▸ **Dataset entries**
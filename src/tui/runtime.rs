//! Crossterm-backed [`Presentation`]: the participant-facing runtime.
//!
//! Every core call becomes a [`BeadsMsg`] fed through [`update`], followed
//! by a redraw. Blocking calls pump terminal events in short poll slices so
//! the abort token is honoured within [`POLL_SLICE`]. Terminal I/O failures
//! never escape as panics: they are stored, the token is triggered, and the
//! core sees an ordinary abort. The CLI collects the stored error with
//! [`TerminalPresenter::take_failure`].

#![allow(missing_docs)]

use std::io::{self, Write as _};
use std::time::{Duration, Instant};

use crossterm::cursor::MoveTo;
use crossterm::event;
use crossterm::queue;
use crossterm::terminal::{Clear, ClearType};

use super::input::map_event;
use super::model::{BeadsCmd, BeadsModel, BeadsMsg, InputMode};
use super::render::render;
use super::terminal_guard::TerminalGuard;
use super::theme::{AccessibilityProfile, Theme};
use super::update::update;
use crate::core::errors::{BeadsError, Result};
use crate::design::factors::BoxSide;
use crate::present::{
    AbortToken, Aborted, BoxScene, EvidenceFrame, Flow, Notice, Presentation, RatingPrompt,
};

/// Longest stretch without checking the abort token.
pub const POLL_SLICE: Duration = Duration::from_millis(50);

pub struct TerminalPresenter {
    model: BeadsModel,
    token: AbortToken,
    out: io::Stdout,
    failure: Option<BeadsError>,
    // Dropped last so the final frame is gone before the terminal is restored.
    _guard: TerminalGuard,
}

impl TerminalPresenter {
    /// Take over the terminal.
    ///
    /// `seed` drives bead placement inside the box drawings.
    ///
    /// # Errors
    /// `BDS-3003` when the terminal cannot enter raw mode.
    pub fn open(token: AbortToken, profile: AccessibilityProfile, seed: u64) -> Result<Self> {
        let guard = TerminalGuard::new()?;
        let model = BeadsModel::new(TerminalGuard::terminal_size(), Theme::new(profile), seed);
        Ok(Self {
            model,
            token,
            out: io::stdout(),
            failure: None,
            _guard: guard,
        })
    }

    /// The terminal error that turned into an abort, if any.
    pub fn take_failure(&mut self) -> Option<BeadsError> {
        self.failure.take()
    }

    /// Ask for a participant id until `validate` accepts one.
    ///
    /// Rejections are shown under the input line and editing continues.
    ///
    /// # Errors
    /// [`Aborted`] on Esc, Ctrl-C, a signal, or a terminal failure.
    pub fn prompt_subject<T>(
        &mut self,
        mut validate: impl FnMut(&str) -> std::result::Result<T, String>,
    ) -> Flow<T> {
        self.apply(BeadsMsg::BeginSubject)?;
        loop {
            if let BeadsCmd::SubmitSubject(raw) = self.await_cmd()? {
                match validate(&raw) {
                    Ok(accepted) => {
                        self.model.input = InputMode::Idle;
                        self.apply(BeadsMsg::Clear)?;
                        return Ok(accepted);
                    }
                    Err(reason) => self.apply(BeadsMsg::SubjectRejected(reason))?,
                }
            }
        }
    }

    fn fail(&mut self, err: &io::Error) -> Aborted {
        self.failure.get_or_insert_with(|| BeadsError::Terminal {
            details: err.to_string(),
        });
        self.token.trigger();
        Aborted
    }

    fn draw(&mut self) -> Flow<()> {
        let frame = render(&self.model);
        let written = queue!(self.out, Clear(ClearType::All), MoveTo(0, 0))
            .and_then(|()| self.out.write_all(frame.as_bytes()))
            .and_then(|()| self.out.flush());
        written.map_err(|err| self.fail(&err))
    }

    fn apply(&mut self, msg: BeadsMsg) -> Flow<()> {
        self.token.check()?;
        let _ = update(&mut self.model, msg);
        self.draw()
    }

    /// Pump events until a command surfaces or `deadline` passes.
    fn pump(&mut self, deadline: Option<Instant>) -> Flow<Option<BeadsCmd>> {
        loop {
            self.token.check()?;
            let slice = match deadline {
                Some(deadline) => {
                    let now = Instant::now();
                    if now >= deadline {
                        return Ok(None);
                    }
                    (deadline - now).min(POLL_SLICE)
                }
                None => POLL_SLICE,
            };
            if !event::poll(slice).map_err(|err| self.fail(&err))? {
                continue;
            }
            let raw = event::read().map_err(|err| self.fail(&err))?;
            let Some(msg) = map_event(raw) else {
                continue;
            };
            let cmd = update(&mut self.model, msg);
            self.draw()?;
            match cmd {
                BeadsCmd::None => {}
                BeadsCmd::Abort => {
                    self.token.trigger();
                    return Err(Aborted);
                }
                other => return Ok(Some(other)),
            }
        }
    }

    fn await_cmd(&mut self) -> Flow<BeadsCmd> {
        loop {
            if let Some(cmd) = self.pump(None)? {
                return Ok(cmd);
            }
        }
    }
}

impl Presentation for TerminalPresenter {
    fn render_boxes(&mut self, scene: &BoxScene) -> Flow<()> {
        self.apply(BeadsMsg::ShowScene(*scene))
    }

    fn render_evidence_step(&mut self, frame: &EvidenceFrame) -> Flow<()> {
        self.apply(BeadsMsg::ShowEvidence(frame.clone()))
    }

    fn collect_continuous_rating(&mut self, prompt: RatingPrompt) -> Flow<f64> {
        self.apply(BeadsMsg::BeginRating(prompt))?;
        loop {
            if let BeadsCmd::CommitRating(value) = self.await_cmd()? {
                return Ok(value);
            }
        }
    }

    fn collect_discrete_choice(&mut self) -> Flow<BoxSide> {
        self.apply(BeadsMsg::BeginChoice)?;
        loop {
            if let BeadsCmd::CommitChoice(side) = self.await_cmd()? {
                return Ok(side);
            }
        }
    }

    fn show_notice(&mut self, notice: &Notice) -> Flow<()> {
        self.apply(BeadsMsg::ShowNotice(notice.clone()))
    }

    fn await_acknowledgement(&mut self) -> Flow<()> {
        self.apply(BeadsMsg::BeginAcknowledge)?;
        loop {
            if self.await_cmd()? == BeadsCmd::Acknowledged {
                return Ok(());
            }
        }
    }

    fn clear(&mut self) -> Flow<()> {
        self.apply(BeadsMsg::Clear)
    }

    fn wait(&mut self, duration: Duration) -> Flow<()> {
        let deadline = Instant::now() + duration;
        while self.pump(Some(deadline))?.is_some() {}
        Ok(())
    }

    fn poll_abort(&mut self) -> bool {
        loop {
            match event::poll(Duration::ZERO) {
                Ok(true) => {}
                Ok(false) => break,
                Err(err) => {
                    self.fail(&err);
                    break;
                }
            }
            match event::read() {
                Ok(raw) => {
                    if let Some(msg) = map_event(raw) {
                        if update(&mut self.model, msg) == BeadsCmd::Abort {
                            self.token.trigger();
                        }
                    }
                }
                Err(err) => {
                    self.fail(&err);
                    break;
                }
            }
        }
        self.token.is_triggered()
    }
}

▸ **WHAT NEEDS TO BE DONE**
Every line of the data must be reproduced exactly.

▸ **RESPONSE TO THE TASK**
filename src/tui/runtime.rs
//! Crossterm-backed [`Presentation`]: the participant-facing runtime.
//!
//! Every core call becomes a [`BeadsMsg`] fed through [`update`], followed
//! by a redraw. Blocking calls pump terminal events in short poll slices so
//! the abort token is honoured within [`POLL_SLICE`]. Terminal I/O failures
//! never escape as panics: they are stored, the token is triggered, and the
//! core sees an ordinary abort. The CLI collects the stored error with
//! [`TerminalPresenter::take_failure`].

#![allow(missing_docs)]

use std::io::{self, Write as _};
use std::time::{Duration, Instant};

use crossterm::cursor::MoveTo;
use crossterm::event;
use crossterm::queue;
use crossterm::terminal::{Clear, ClearType};

use super::input::map_event;
use super::model::{BeadsCmd, BeadsModel, BeadsMsg, InputMode};
use super::render::render;
use super::terminal_guard::TerminalGuard;
use super::theme::{AccessibilityProfile, Theme};
use super::update::update;
use crate::core::errors::{BeadsError, Result};
use crate::design::factors::BoxSide;
use crate::present::{
    AbortToken, Aborted, BoxScene, EvidenceFrame, Flow, Notice, Presentation, RatingPrompt,
};

/// Longest stretch without checking the abort token.
pub const POLL_SLICE: Duration = Duration::from_millis(50);

pub struct TerminalPresenter {
    model: BeadsModel,
    token: AbortToken,
    out: io::Stdout,
    failure: Option<BeadsError>,
    // Dropped last so the final frame is gone before the terminal is restored.
    _guard: TerminalGuard,
}

impl TerminalPresenter {
    /// Take over the terminal.
    ///
    /// `seed` drives bead placement inside the box drawings.
    ///
    /// # Errors
    /// `BDS-3003` when the terminal cannot enter raw mode.
    pub fn open(token: AbortToken, profile: AccessibilityProfile, seed: u64) -> Result<Self> {
        let guard = TerminalGuard::new()?;
        let model = BeadsModel::new(TerminalGuard::terminal_size(), Theme::new(profile), seed);
        Ok(Self {
            model,
            token,
            out: io::stdout(),
            failure: None,
            _guard: guard,
        })
    }

    /// The terminal error that turned into an abort, if any.
    pub fn take_failure(&mut self) -> Option<BeadsError> {
        self.failure.take()
    }

    /// Ask for a participant id until `validate` accepts one.
    ///
    /// Rejections are shown under the input line and editing continues.
    ///
    /// # Errors
    /// [`Aborted`] on Esc, Ctrl-C, a signal, or a terminal failure.
    pub fn prompt_subject<T>(
        &mut self,
        mut validate: impl FnMut(&str) -> std::result::Result<T, String>,
    ) -> Flow<T> {
        self.apply(BeadsMsg::BeginSubject)?;
        loop {
            if let BeadsCmd::SubmitSubject(raw) = self.await_cmd()? {
                match validate(&raw) {
                    Ok(accepted) => {
                        self.model.input = InputMode::Idle;
                        self.apply(BeadsMsg::Clear)?;
                        return Ok(accepted);
                    }
                    Err(reason) => self.apply(BeadsMsg::SubjectRejected(reason))?,
                }
            }
        }
    }

    fn fail(&mut self, err: &io::Error) -> Aborted {
        self.failure.get_or_insert_with(|| BeadsError::Terminal {
            details: err.to_string(),
        });
        self.token.trigger();
        Aborted
    }

    fn draw(&mut self) -> Flow<()> {
        let frame = render(&self.model);
        let written = queue!(self.out, Clear(ClearType::All), MoveTo(0, 0))
            .and_then(|()| self.out.write_all(frame.as_bytes()))
            .and_then(|()| self.out.flush());
        written.map_err(|err| self.fail(&err))
    }

    fn apply(&mut self, msg: BeadsMsg) -> Flow<()> {
        self.token.check()?;
        let _ = update(&mut self.model, msg);
        self.draw()
    }

    /// Pump events until a command surfaces or `deadline` passes.
    fn pump(&mut self, deadline: Option<Instant>) -> Flow<Option<BeadsCmd>> {
        loop {
            self.token.check()?;
            let slice = match deadline {
                Some(deadline) => {
                    let now = Instant::now();
                    if now >= deadline {
                        return Ok(None);
                    }
                    (deadline - now).min(POLL_SLICE)
                }
                None => POLL_SLICE,
            };
            if !event::poll(slice).map_err(|err| self.fail(&err))? {
                continue;
            }
            let raw = event::read().map_err(|err| self.fail(&err))?;
            let Some(msg) = map_event(raw) else {
                continue;
            };
            let cmd = update(&mut self.model, msg);
            self.draw()?;
            match cmd {
                BeadsCmd::None => {}
                BeadsCmd::Abort => {
                    self.token.trigger();
                    return Err(Aborted);
                }
                other => return Ok(Some(other)),
            }
        }
    }

    fn await_cmd(&mut self) -> Flow<BeadsCmd> {
        loop {
            if let Some(cmd) = self.pump(None)? {
                return Ok(cmd);
            }
        }
    }
}

impl Presentation for TerminalPresenter {
    fn render_boxes(&mut self, scene: &BoxScene) -> Flow<()> {
        self.apply(BeadsMsg::ShowScene(*scene))
    }

    fn render_evidence_step(&mut self, frame: &EvidenceFrame) -> Flow<()> {
        self.apply(BeadsMsg::ShowEvidence(frame.clone()))
    }

    fn collect_continuous_rating(&mut self, prompt: RatingPrompt) -> Flow<f64> {
        self.apply(BeadsMsg::BeginRating(prompt))?;
        loop {
            if let BeadsCmd::CommitRating(value) = self.await_cmd()? {
                return Ok(value);
            }
        }
    }

    fn collect_discrete_choice(&mut self) -> Flow<BoxSide> {
        self.apply(BeadsMsg::BeginChoice)?;
        loop {
            if let BeadsCmd::CommitChoice(side) = self.await_cmd()? {
                return Ok(side);
            }
        }
    }

    fn show_notice(&mut self, notice: &Notice) -> Flow<()> {
        self.apply(BeadsMsg::ShowNotice(notice.clone()))
    }

    fn await_acknowledgement(&mut self) -> Flow<()> {
        self.apply(BeadsMsg::BeginAcknowledge)?;
        loop {
            if self.await_cmd()? == BeadsCmd::Acknowledged {
                return Ok(());
            }
        }
    }

    fn clear(&mut self) -> Flow<()> {
        self.apply(BeadsMsg::Clear)
    }

    fn wait(&mut self, duration: Duration) -> Flow<()> {
        let deadline = Instant::now() + duration;
        while self.pump(Some(deadline))?.is_some() {}
        Ok(())
    }

    fn poll_abort(&mut self) -> bool {
        loop {
            match event::poll(Duration::ZERO) {
                Ok(true) => {}
                Ok(false) => break,
                Err(err) => {
                    self.fail(&err);
                    break;
                }
            }
            match event::read() {
                Ok(raw) => {
                    if let Some(msg) = map_event(raw) {
                        if update(&mut self.model, msg) == BeadsCmd::Abort {
                            self.token.trigger();
                        }
                    }
                }
                Err(err) => {
                    self.fail(&err);
                    break;
                }
            }
        }
        self.token.is_triggered()
    }
}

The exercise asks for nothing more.